EXERCISE: Look below for the lines from the one with "pub fn join_queue(&self)" to the one with "pub fn put_task(&mut", and copy exactly those lines, both ends included.

(Stored items)
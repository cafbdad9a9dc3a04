// Copyright (c) Microsoft Corporation.
// Licensed under the MIT license.

//==============================================================================
// Imports
//==============================================================================

use crate::runtime::{
    interrupt::InterruptGuard,
    scheduler::ThreadId,
    timer::TimerInterrupt,
    SharedKernel,
    SharedObject,
};
use ::std::{
    cmp::{
        Ordering,
        Reverse,
    },
    collections::BinaryHeap,
    ops::{
        Deref,
        DerefMut,
    },
};

//==============================================================================
// Structures
//==============================================================================

struct AlarmEntry {
    wake_time: u64,
    /// Insertion order, to release equal deadlines first come first served.
    sequence: u64,
    thread: ThreadId,
}

/// Sleeping threads, earliest deadline first.
struct AlarmQueue {
    // Use a reverse to get a min heap.
    heap: BinaryHeap<Reverse<AlarmEntry>>,
    sequence: u64,
}

#[derive(Clone)]
struct SharedAlarmQueue(SharedObject<AlarmQueue>);

/// Puts threads to sleep until a deadline. Sleepers are released by the timer interrupt.
#[derive(Clone)]
pub struct Alarm {
    kernel: SharedKernel,
    queue: SharedAlarmQueue,
}

//==============================================================================
// Associate Functions
//==============================================================================

impl SharedAlarmQueue {
    fn push(&mut self, wake_time: u64, thread: ThreadId) {
        let sequence: u64 = self.sequence;
        self.sequence += 1;
        self.heap.push(Reverse(AlarmEntry {
            wake_time,
            sequence,
            thread,
        }));
    }
}

impl Alarm {
    /// Creates an alarm and registers it with the timer interrupt of `kernel`.
    pub fn new(kernel: SharedKernel) -> Self {
        let mut kernel: SharedKernel = kernel;
        let queue: SharedAlarmQueue = SharedAlarmQueue(SharedObject::new(AlarmQueue {
            heap: BinaryHeap::new(),
            sequence: 0,
        }));
        kernel.register_timer_handler(Box::new(queue.clone()));
        Self { kernel, queue }
    }

    /// Puts the current thread to sleep for at least `ticks`. The thread is released by the first timer interrupt at
    /// or after the deadline, so even a zero wait lasts until the next interrupt.
    pub async fn wait_until(&self, ticks: u64) {
        let kernel: SharedKernel = self.kernel.clone();
        let current: ThreadId = kernel.current_thread();
        let _guard: InterruptGuard = kernel.atomic_region();
        let wake_time: u64 = kernel.now().saturating_add(ticks);
        trace!("wait_until(): thread={:?}, wake_time={:?}", current, wake_time);
        let mut queue: SharedAlarmQueue = self.queue.clone();
        queue.push(wake_time, current);
        kernel.block_current_thread().await;
    }

    /// Number of sleeping threads.
    pub fn num_sleepers(&self) -> usize {
        self.queue.heap.len()
    }
}

//==============================================================================
// Trait Implementations
//==============================================================================

impl TimerInterrupt for SharedAlarmQueue {
    fn on_timer_tick(&mut self, kernel: &mut SharedKernel) {
        let now: u64 = kernel.now();
        while let Some(Reverse(entry)) = self.heap.peek() {
            if now < entry.wake_time {
                break;
            }
            if let Some(Reverse(entry)) = self.heap.pop() {
                trace!("on_timer_tick(): thread={:?}, wake_time={:?}, now={:?}", entry.thread, entry.wake_time, now);
                kernel.mark_ready(entry.thread);
            }
        }
    }

    fn has_pending(&self) -> bool {
        !self.heap.is_empty()
    }
}

impl Deref for SharedAlarmQueue {
    type Target = AlarmQueue;

    fn deref(&self) -> &Self::Target {
        &self.0
    }
}

impl DerefMut for SharedAlarmQueue {
    fn deref_mut(&mut self) -> &mut Self::Target {
        self.0.deref_mut()
    }
}

impl PartialEq for AlarmEntry {
    fn eq(&self, other: &AlarmEntry) -> bool {
        self.cmp(other) == Ordering::Equal
    }
}

impl Eq for AlarmEntry {}

impl PartialOrd for AlarmEntry {
    fn partial_cmp(&self, other: &AlarmEntry) -> Option<Ordering> {
        Some(self.cmp(other))
    }
}

impl Ord for AlarmEntry {
    fn cmp(&self, other: &AlarmEntry) -> Ordering {
        self.wake_time
            .cmp(&other.wake_time)
            .then(self.sequence.cmp(&other.sequence))
    }
}

//==============================================================================
// Unit Tests
//==============================================================================
// Copyright (c) Microsoft Corporation.
// Licensed under the MIT license.

//! Thread registry of the kernel.
//!
//! Threads ([ThreadTask]s) live in a slab. Each thread owns a [Yielder] and a [Waker] that posts its identifier to the
//! ready channel, which the dispatch loop drains into the ready set.

//======================================================================================================================
// Imports
//======================================================================================================================

use crate::{
    runtime::{
        interrupt::InterruptLevel,
        scheduler::{
            ThreadCoroutine,
            ThreadId,
            ThreadTask,
            ThreadWaker,
            Yielder,
            YielderHandle,
        },
    },
    threads::table::QueueId,
};
use ::crossbeam_channel::{
    Receiver,
    Sender,
};
use ::slab::Slab;
use ::std::{
    collections::HashMap,
    task::Waker,
};

//======================================================================================================================
// Structures
//======================================================================================================================

/// Per-thread execution context.
pub struct ThreadSlot {
    /// The coroutine. Taken out of the slot while the thread is being polled.
    task: Option<ThreadTask>,
    /// Yield points of this thread.
    yielder: Yielder,
    /// Waker handed to the coroutine on every poll.
    waker: Waker,
    /// Queue that joiners of this thread wait on.
    join_queue: QueueId,
    /// Interrupt level saved when the thread last suspended.
    interrupts: InterruptLevel,
}

/// Thread Scheduler
pub struct Scheduler {
    // Live threads. The offset into the slab is an internal identifier.
    threads: Slab<ThreadSlot>,
    // Mapping between external thread ids and offsets into the slab.
    ids: HashMap<ThreadId, usize>,
    // Next external identifier to hand out.
    next_id: u64,
    // Track the currently running thread. If no thread is being polled this MUST be None, because we cannot block or
    // yield outside of a thread.
    current: Option<ThreadId>,
    // Wakers post here.
    ready_tx: Sender<ThreadId>,
    // The dispatch loop drains this.
    ready_rx: Receiver<ThreadId>,
}

//======================================================================================================================
// Associate Functions
//======================================================================================================================

impl ThreadSlot {
    pub fn yielder(&self) -> &Yielder {
        &self.yielder
    }

    pub fn get_handle(&self) -> YielderHandle {
        self.yielder.get_handle()
    }

    pub fn waker(&self) -> Waker {
        self.waker.clone()
    }

    pub fn join_queue(&self) -> QueueId {
        self.join_queue
    }

    pub fn interrupts(&self) -> InterruptLevel {
        self.interrupts
    }

    pub fn set_interrupts(&mut self, level: InterruptLevel) {
        self.interrupts = level;
    }

    pub fn take_task(&mut self) -> Option<ThreadTask> {
        self.task.take()
    }

    pub fn put_task(&mut self, task: ThreadTask) {
        assert!(self.task.is_none(), "put_task(): slot already holds a task");
        self.task = Some(task);
    }
}

impl Scheduler {
    /// Inserts a new thread. Its join queue must already exist.
    pub fn insert(&mut self, name: &str, coroutine: ThreadCoroutine, join_queue: QueueId) -> ThreadId {
        let id: ThreadId = ThreadId::from(self.next_id);
        self.next_id += 1;
        let slot: ThreadSlot = ThreadSlot {
            task: Some(ThreadTask::new(name.to_string(), id, coroutine)),
            yielder: Yielder::new(),
            waker: ::futures::task::waker(ThreadWaker::new(id, self.ready_tx.clone())),
            join_queue,
            interrupts: InterruptLevel::default(),
        };
        let offset: usize = self.threads.insert(slot);
        if let Some(existing) = self.ids.insert(id, offset) {
            panic!("insert(): thread id already in use (offset={:?})", existing);
        }
        trace!("insert(): thread={:?}, name={:?}", id, name);
        id
    }

    /// Removes a thread and returns its context.
    pub fn remove(&mut self, id: ThreadId) -> Option<ThreadSlot> {
        let offset: usize = self.ids.remove(&id)?;
        Some(self.threads.remove(offset))
    }

    pub fn get(&self, id: ThreadId) -> Option<&ThreadSlot> {
        self.threads.get(*self.ids.get(&id)?)
    }

    pub fn get_mut(&mut self, id: ThreadId) -> Option<&mut ThreadSlot> {
        let offset: usize = *self.ids.get(&id)?;
        self.threads.get_mut(offset)
    }

    /// Returns whether this thread id points to a live thread.
    pub fn contains(&self, id: ThreadId) -> bool {
        self.ids.contains_key(&id)
    }

    pub fn len(&self) -> usize {
        self.threads.len()
    }

    pub fn is_empty(&self) -> bool {
        self.threads.is_empty()
    }

    /// Returns the running thread, if any.
    pub fn current(&self) -> Option<ThreadId> {
        self.current
    }

    pub fn set_current(&mut self, id: Option<ThreadId>) {
        self.current = id;
    }

    /// Collects the identifiers posted by wakers since the last call, in wake order.
    pub fn drain_woken(&mut self) -> Vec<ThreadId> {
        self.ready_rx.try_iter().collect()
    }
}

//======================================================================================================================
// Trait Implementations
//======================================================================================================================

impl Default for Scheduler {
    fn default() -> Self {
        let (ready_tx, ready_rx): (Sender<ThreadId>, Receiver<ThreadId>) = ::crossbeam_channel::unbounded();
        Self {
            threads: Slab::new(),
            ids: HashMap::new(),
            // Identifier zero is never handed out.
            next_id: 1,
            current: None,
            ready_tx,
            ready_rx,
        }
    }
}

//======================================================================================================================
// Unit Tests
//======================================================================================================================
// Copyright (c) Microsoft Corporation.
// Licensed under the MIT license.

//======================================================================================================================
// Imports
//======================================================================================================================

use crate::runtime::SharedKernel;

//======================================================================================================================
// Structures
//======================================================================================================================

/// Interrupt level of the processor. Code that runs with interrupts disabled is inside the atomic region.
#[derive(Clone, Copy, Debug, PartialEq, Eq, Default)]
pub enum InterruptLevel {
    #[default]
    Enabled,
    Disabled,
}

/// Scoped atomic region. Restores the interrupt level it found when dropped, so regions nest.
pub struct InterruptGuard {
    kernel: SharedKernel,
    previous: InterruptLevel,
}

//======================================================================================================================
// Associate Functions
//======================================================================================================================

impl InterruptGuard {
    /// Disables interrupts on `kernel` until the guard is dropped.
    pub fn new(mut kernel: SharedKernel) -> Self {
        let previous: InterruptLevel = kernel.enter_atomic_region();
        Self { kernel, previous }
    }

    /// Level that is restored when this guard goes away.
    pub fn previous(&self) -> InterruptLevel {
        self.previous
    }
}

//======================================================================================================================
// Trait Implementations
//======================================================================================================================

impl Drop for InterruptGuard {
    fn drop(&mut self) {
        self.kernel.exit_atomic_region(self.previous);
    }
}

//======================================================================================================================
// Unit Tests
//======================================================================================================================
// Copyright (c) Microsoft Corporation.
// Licensed under the MIT license.

//======================================================================================================================
// Imports
//======================================================================================================================

use crate::threads::{
    policy::{
        Priority,
        PriorityBounds,
        RankingPolicy,
    },
    wait_set::{
        WaitRecord,
        WaitSet,
    },
};
use ::rand::rngs::SmallRng;
use ::std::cmp::Ordering;

//======================================================================================================================
// Constants
//======================================================================================================================

const PRIORITY_MINIMUM: Priority = 0;
const PRIORITY_DEFAULT: Priority = 1;
const PRIORITY_MAXIMUM: Priority = 7;

//======================================================================================================================
// Structures
//======================================================================================================================

/// Strict priority ranking. Waiters donate the highest priority among them to the owner.
#[derive(Default)]
pub struct PriorityPolicy {}

//======================================================================================================================
// Trait Implementations
//======================================================================================================================

impl RankingPolicy for PriorityPolicy {
    fn name(&self) -> &'static str {
        "priority"
    }

    fn bounds(&self) -> PriorityBounds {
        PriorityBounds {
            min: PRIORITY_MINIMUM,
            default: PRIORITY_DEFAULT,
            max: PRIORITY_MAXIMUM,
        }
    }

    /// Highest weight first; among equals, earliest arrival first.
    fn compare(&self, a: &WaitRecord, b: &WaitRecord) -> Ordering {
        b.weight.cmp(&a.weight).then(a.arrival.cmp(&b.arrival))
    }

    fn donation(&self, waiters: &WaitSet) -> Priority {
        waiters.first().map_or(0, |record| record.weight)
    }

    fn combine(&self, effective: Priority, donation: Priority) -> Priority {
        effective.max(donation)
    }

    fn select(&self, waiters: &WaitSet, _rng: &mut SmallRng) -> Option<usize> {
        if waiters.is_empty() {
            None
        } else {
            Some(0)
        }
    }
}

//======================================================================================================================
// Unit Tests
//======================================================================================================================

WRITTEN SOLUTION:
    pub fn join_queue(&self) -> QueueId {
        self.join_queue
    }

    pub fn interrupts(&self) -> InterruptLevel {
        self.interrupts
    }

    pub fn set_interrupts(&mut self, level: InterruptLevel) {
        self.interrupts = level;
    }

    pub fn take_task(&mut self) -> Option<ThreadTask> {
        self.task.take()
    }

    pub fn put_task(&mut self, task: ThreadTask) {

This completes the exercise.